To test the reasoning ability of chatbots, they looked for some of the most difficult challenges they could find. They were shocked by some of the results:

Question 1: Find the missing word: Apple, Red, Coal

For the test, they decided to avoid multiple-choice questions, and instead just typed the question and hit enter.

ChatGPT o1 took 1 minute and 29 seconds to answer and found connections between the words and the fairy tale Snow White. The model decided to answer based on this quote: “her lips were red as blood, her hair was black as coal, and her skin was white as snow.” Based on this quote, o1 chose Snow as the answer to the missing word. Although it was o1’s model thought process, it was not the answer they were looking for.

DeepThink R1, however, took 1 minute and 14 seconds to answer, and it managed to guess the correct word: Black. Apple is red; coal is black. Impressive, to say the least.

Question 2: 1. Complete the sequence: 1, 2, 4, 8, ? 2. Complete the sequence: house, Saturn, dog, burger, ?

While the first sequence is very easy, the second is impossible (it's just four random words). Could ChatGPT o1 or DeepThink R1 spot the trap?

Not at all. Both models tried to find the answer and came up with a completely different one. DeepThink R1 answered “yellow” because it thought the words were related to their color (white house, yellow Saturn, brown dog, yellow burger). ChatGPT o1, on the other hand, answered “car” because it found the sequence almost impossible, but decided to offer answers based on a “classical puzzle approach.” The approach it chose was to associate each object with the larger category it belonged to (house = building, Saturn = planet, dog = animal, burger = food, and car = vehicle).

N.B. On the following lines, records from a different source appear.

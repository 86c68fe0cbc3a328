//! # Odometry signal sampler
//!
//! Samples the drivetrain sensors at a fixed high rate on a dedicated
//! thread, decoupled from the variable-period main control tick. Sampling at
//! a fixed rate between ticks cuts the quantisation error that odometry
//! integration would otherwise pick up from uneven tick timing.
//!
//! Each registered signal gets its own wait-free bounded queue; one shared
//! timestamp queue serves the group of signals read in a single device
//! transaction. The main tick drains all queues non-blocking, and
//! `drain_synced` keeps the timestamp queue length equal to every paired
//! value queue length across the drain.
//!
//! The sampling thread never blocks on the main tick, and a stalled consumer
//! only costs the oldest queued samples (counted as overflow), never the
//! sampler's timing.

// ---------------------------------------------------------------------------
// MODULES
// ---------------------------------------------------------------------------

mod params;
mod signal;

pub use params::OdomSamplerParams;
pub use signal::{Debouncer, Signal, SignalError};

// ---------------------------------------------------------------------------
// IMPORTS
// ---------------------------------------------------------------------------

// External
use crossbeam::queue::ArrayQueue;
use log::{info, warn};
use std::sync::atomic::{AtomicBool, AtomicU64, Ordering};
use std::sync::Arc;
use std::thread;
use std::time::{Duration, Instant};

// Internal
use util::session;

// ---------------------------------------------------------------------------
// DATA STRUCTURES
// ---------------------------------------------------------------------------

/// A handle onto one bounded sample queue.
///
/// Cloning the handle shares the underlying queue. The sampler end pushes,
/// the main tick end drains; `ArrayQueue` keeps both ends lock-free.
#[derive(Clone)]
pub struct SampleQueue {
    queue: Arc<ArrayQueue<f64>>,
}

/// The consumer's view of one registered signal: its sample queue plus the
/// debounced connectivity flag.
#[derive(Clone)]
pub struct SignalHandle {
    pub queue: SampleQueue,
    connected: Arc<AtomicBool>,
}

/// One registered signal as seen by the sampling thread.
struct SignalSlot {
    signal: Box<dyn Signal>,
    queue: SampleQueue,
    connected: Arc<AtomicBool>,
    debouncer: Debouncer,
    last_good: f64,
}

/// The sampling state owned by the sampling thread once started.
struct SamplerCore {
    slots: Vec<SignalSlot>,
    ts_queues: Vec<SampleQueue>,
    overflow_count: Arc<AtomicU64>,
}

/// The odometry sampler.
///
/// Signals and timestamp queues are registered before `start` spawns the
/// sampling thread; registration after start is rejected so that the thread
/// never shares its signal list with the main tick.
pub struct OdomSampler {
    params: OdomSamplerParams,
    core: Option<SamplerCore>,
    thread: Option<thread::JoinHandle<()>>,
    stop: Arc<AtomicBool>,
    overflow_count: Arc<AtomicU64>,
}

// ---------------------------------------------------------------------------
// ENUMERATIONS
// ---------------------------------------------------------------------------

/// Errors raised by the odometry sampler.
#[derive(Debug, thiserror::Error)]
pub enum OdomSamplerError {
    #[error("Cannot register a signal once the sampler has been started")]
    AlreadyStarted,

    #[error("Cannot start the sampler twice")]
    AlreadyRunning,

    #[error("Could not spawn the sampling thread: {0}")]
    SpawnError(std::io::Error),
}

// ---------------------------------------------------------------------------
// IMPLEMENTATIONS
// ---------------------------------------------------------------------------

impl SampleQueue {
    fn new(capacity: usize) -> Self {
        Self {
            queue: Arc::new(ArrayQueue::new(capacity)),
        }
    }

    /// Number of samples currently queued.
    pub fn len(&self) -> usize {
        self.queue.len()
    }

    pub fn is_empty(&self) -> bool {
        self.queue.is_empty()
    }

    /// Pop a single sample, or `None` if the queue is empty.
    pub fn pop(&self) -> Option<f64> {
        self.queue.pop()
    }

    /// Read-and-clear every queued sample, oldest first. Never blocks.
    pub fn drain(&self) -> Vec<f64> {
        let mut out = Vec::with_capacity(self.queue.len());
        while let Some(v) = self.queue.pop() {
            out.push(v);
        }
        out
    }

    /// Push a sample, dropping the oldest entry if the queue is full.
    ///
    /// Returns true if an entry was dropped.
    fn push_overwrite(&self, value: f64) -> bool {
        if self.queue.push(value).is_ok() {
            return false;
        }

        // Full: drop the oldest and retry once. Only the sampler pushes, so
        // the retry cannot race another producer.
        let _ = self.queue.pop();
        let _ = self.queue.push(value);
        true
    }
}

impl SignalHandle {
    /// Debounced connectivity of the underlying sensor.
    ///
    /// Stays true through read failures shorter than the configured
    /// hysteresis window.
    pub fn is_connected(&self) -> bool {
        self.connected.load(Ordering::Relaxed)
    }
}

impl SamplerCore {
    /// One sampling cycle: append the timestamp to every timestamp queue and
    /// a freshly read value to every signal queue.
    ///
    /// A failed read substitutes the last-known-good value and feeds the
    /// signal's debouncer rather than failing the sample.
    fn sample_cycle(&mut self, now_s: f64) {
        let mut overflowed = 0u64;

        for q in &self.ts_queues {
            if q.push_overwrite(now_s) {
                overflowed += 1;
            }
        }

        for slot in &mut self.slots {
            let (value, read_ok) = match slot.signal.read() {
                Ok(v) => {
                    slot.last_good = v;
                    (v, true)
                }
                Err(_) => (slot.last_good, false),
            };

            let connected = slot.debouncer.calculate(read_ok, now_s);
            slot.connected.store(connected, Ordering::Relaxed);

            if slot.queue.push_overwrite(value) {
                overflowed += 1;
            }
        }

        if overflowed > 0 {
            self.overflow_count
                .fetch_add(overflowed, Ordering::Relaxed);
        }
    }
}

impl OdomSampler {
    /// Create a new sampler from its parameters. No thread is spawned until
    /// `start` is called.
    pub fn new(params: OdomSamplerParams) -> Self {
        let overflow_count = Arc::new(AtomicU64::new(0));

        Self {
            core: Some(SamplerCore {
                slots: vec![],
                ts_queues: vec![],
                overflow_count: overflow_count.clone(),
            }),
            thread: None,
            stop: Arc::new(AtomicBool::new(false)),
            overflow_count,
            params,
        }
    }

    /// Bind a periodic read of the given signal to a dedicated sample queue.
    pub fn register_signal(
        &mut self,
        signal: Box<dyn Signal>,
    ) -> Result<SignalHandle, OdomSamplerError> {
        let core = self.core.as_mut().ok_or(OdomSamplerError::AlreadyStarted)?;

        let queue = SampleQueue::new(self.params.queue_capacity);
        let connected = Arc::new(AtomicBool::new(true));

        core.slots.push(SignalSlot {
            signal,
            queue: queue.clone(),
            connected: connected.clone(),
            debouncer: Debouncer::new(self.params.disconnect_debounce_s),
            last_good: 0.0,
        });

        Ok(SignalHandle { queue, connected })
    }

    /// Create a shared timestamp queue for a group of signals sampled
    /// together in a single transaction.
    pub fn make_timestamp_queue(&mut self) -> Result<SampleQueue, OdomSamplerError> {
        let core = self.core.as_mut().ok_or(OdomSamplerError::AlreadyStarted)?;

        let queue = SampleQueue::new(self.params.queue_capacity);
        core.ts_queues.push(queue.clone());

        Ok(queue)
    }

    /// Spawn the fixed-rate sampling thread.
    pub fn start(&mut self) -> Result<(), OdomSamplerError> {
        if self.thread.is_some() {
            return Err(OdomSamplerError::AlreadyRunning);
        }

        let mut core = self.core.take().ok_or(OdomSamplerError::AlreadyRunning)?;
        let num_signals = core.slots.len();
        let stop = self.stop.clone();
        let period = Duration::from_secs_f64(1.0 / self.params.sample_rate_hz);

        let handle = thread::Builder::new()
            .name(String::from("odom_sampler"))
            .spawn(move || {
                while !stop.load(Ordering::Relaxed) {
                    let cycle_start = Instant::now();

                    core.sample_cycle(session::get_elapsed_seconds());

                    // Sleep out the rest of the period; an overrun just
                    // starts the next cycle immediately
                    let elapsed = cycle_start.elapsed();
                    if elapsed < period {
                        thread::sleep(period - elapsed);
                    }
                }
            })
            .map_err(OdomSamplerError::SpawnError)?;

        self.thread = Some(handle);

        info!(
            "Odometry sampler started at {} Hz with {} signal(s)",
            self.params.sample_rate_hz, num_signals
        );

        Ok(())
    }

    /// Stop the sampling thread and wait for it to exit.
    pub fn stop(&mut self) {
        self.stop.store(true, Ordering::Relaxed);

        if let Some(handle) = self.thread.take() {
            if handle.join().is_err() {
                warn!("Odometry sampler thread panicked");
            }
        }
    }

    /// Total samples dropped to queue overflow since start.
    pub fn overflow_count(&self) -> u64 {
        self.overflow_count.load(Ordering::Relaxed)
    }
}

impl Drop for OdomSampler {
    fn drop(&mut self) {
        self.stop();
    }
}

// ---------------------------------------------------------------------------
// PUBLIC FUNCTIONS
// ---------------------------------------------------------------------------

/// Drain a timestamp queue and its paired value queues to matched lengths.
///
/// Pops `min(len)` entries from every queue so that after the drain the
/// timestamp count equals each value count, even if the sampler is mid-cycle
/// on the other thread. Returns the timestamps and one value vector per
/// signal, oldest first.
pub fn drain_synced(
    timestamps: &SampleQueue,
    values: &[&SampleQueue],
) -> (Vec<f64>, Vec<Vec<f64>>) {
    let mut n = timestamps.len();
    for q in values {
        n = n.min(q.len());
    }

    let mut ts = Vec::with_capacity(n);
    for _ in 0..n {
        match timestamps.pop() {
            Some(t) => ts.push(t),
            None => break,
        }
    }

    let out = values
        .iter()
        .map(|q| {
            let mut vs = Vec::with_capacity(n);
            for _ in 0..n {
                match q.pop() {
                    Some(v) => vs.push(v),
                    None => break,
                }
            }
            vs
        })
        .collect();

    (ts, out)
}

// ---------------------------------------------------------------------------
// TESTS
// ---------------------------------------------------------------------------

Ultimately, both models were wrong, and neither responded in a way that clearly stated that there were too many variables to give a precise answer.

DeepSeek vs ChatGPT?

Tech Radar has tested both models in a variety of ways, and now the question is, which one is better? Based on the responses we received during our testing, DeepThink R1 is a great free inference model that might make you wonder if it's worth paying for access to o1. DeepSeek is only available online, in the iOS App Store and Play Store, with a standalone app for Mac or iPad likely to follow.

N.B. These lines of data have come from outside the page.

//! Module interfaces
//!
//! Each cyclic module in `swerve_exec` shall implement all the items in this
//! module.

// ---------------------------------------------------------------------------
// IMPORTS
// ---------------------------------------------------------------------------

// Internal imports
use crate::session::Session;

// ---------------------------------------------------------------------------
// MODULE STATE
// ---------------------------------------------------------------------------

/// The module's internal state.
pub trait State {
    /// Data required during initialisation
    type InitData;
    /// An error which can occur during initialisation.
    type InitError;

    /// Data required for cyclic processing.
    type InputData;
    /// Data produced by cyclic processing.
    type OutputData;
    /// A report on the status of the cyclic processing.
    type StatusReport;
    /// An error which can occur during cyclic processing.
    type ProcError;

    /// Initialise the module.
    ///
    /// # Inputs
    /// - `init_data`: The input data required by the module
    ///
    /// # Outputs
    /// - On success `Ok(())`.
    /// - On error an `InitError` instance.
    fn init(&mut self, init_data: Self::InitData, session: &Session)
        -> Result<(), Self::InitError>;

    /// Main module processing function.
    ///
    /// # Inputs
    /// - `input_data`: The data required for processing by the module.
    ///
    /// # Outputs
    /// - On success a tuple of the output data and status report.
    /// - On error a `ProcError` instance.
    fn proc(&mut self, input_data: &Self::InputData)
        -> Result<(Self::OutputData, Self::StatusReport), Self::ProcError>;
}
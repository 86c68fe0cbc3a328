//! Sensor signal abstraction for the odometry sampler
//!
//! Hardware sensors differ per vendor, so the sampler works against a small
//! capability set instead: pull a value, report read failure. Which concrete
//! implementation backs a signal is selected by configuration at startup,
//! never by subtype dispatch at runtime.

// ---------------------------------------------------------------------------
// IMPORTS
// ---------------------------------------------------------------------------

use thiserror::Error;

// ---------------------------------------------------------------------------
// TRAITS
// ---------------------------------------------------------------------------

/// A sensor signal the sampler can read periodically.
pub trait Signal: Send {
    /// Read the current value of the signal.
    fn read(&mut self) -> Result<f64, SignalError>;
}

// ---------------------------------------------------------------------------
// ENUMERATIONS
// ---------------------------------------------------------------------------

/// Errors raised when reading a signal.
#[derive(Debug, Clone, Error)]
pub enum SignalError {
    #[error("Signal read failed: {0}")]
    ReadFailed(String),
}

// ---------------------------------------------------------------------------
// DATA STRUCTURES
// ---------------------------------------------------------------------------

/// A falling-edge debouncer.
///
/// The output stays true for as long as the input was true within the last
/// `debounce_s` seconds, filtering transient sensor dropouts out of the
/// connectivity flag.
#[derive(Debug, Clone)]
pub struct Debouncer {
    debounce_s: f64,
    last_high_s: Option<f64>,
}

// ---------------------------------------------------------------------------
// IMPLEMENTATIONS
// ---------------------------------------------------------------------------

impl Debouncer {
    pub fn new(debounce_s: f64) -> Self {
        Self {
            debounce_s,
            last_high_s: None,
        }
    }

    /// Feed one input sample taken at `now_s`, returning the debounced
    /// output.
    pub fn calculate(&mut self, input: bool, now_s: f64) -> bool {
        if input {
            self.last_high_s = Some(now_s);
            return true;
        }

        match self.last_high_s {
            Some(t) => now_s - t < self.debounce_s,
            None => false,
        }
    }
}

// ---------------------------------------------------------------------------
// TESTS
// ---------------------------------------------------------------------------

Tech Radar decided to stick with ChatGPT, primarily because they rely heavily on the memories feature, which allows the chatbot to reference previous conversations. ChatGPT also has a standalone app for Mac and iPad, as well as the ability to create images using one of the best AI image generators, DALL-E.

DeepSeek is based solely on text and lacks multimodal capabilities, but given that this is just the beginning of its journey, it is a very serious competitor in the field of UI models, and we will definitely hear a lot about it.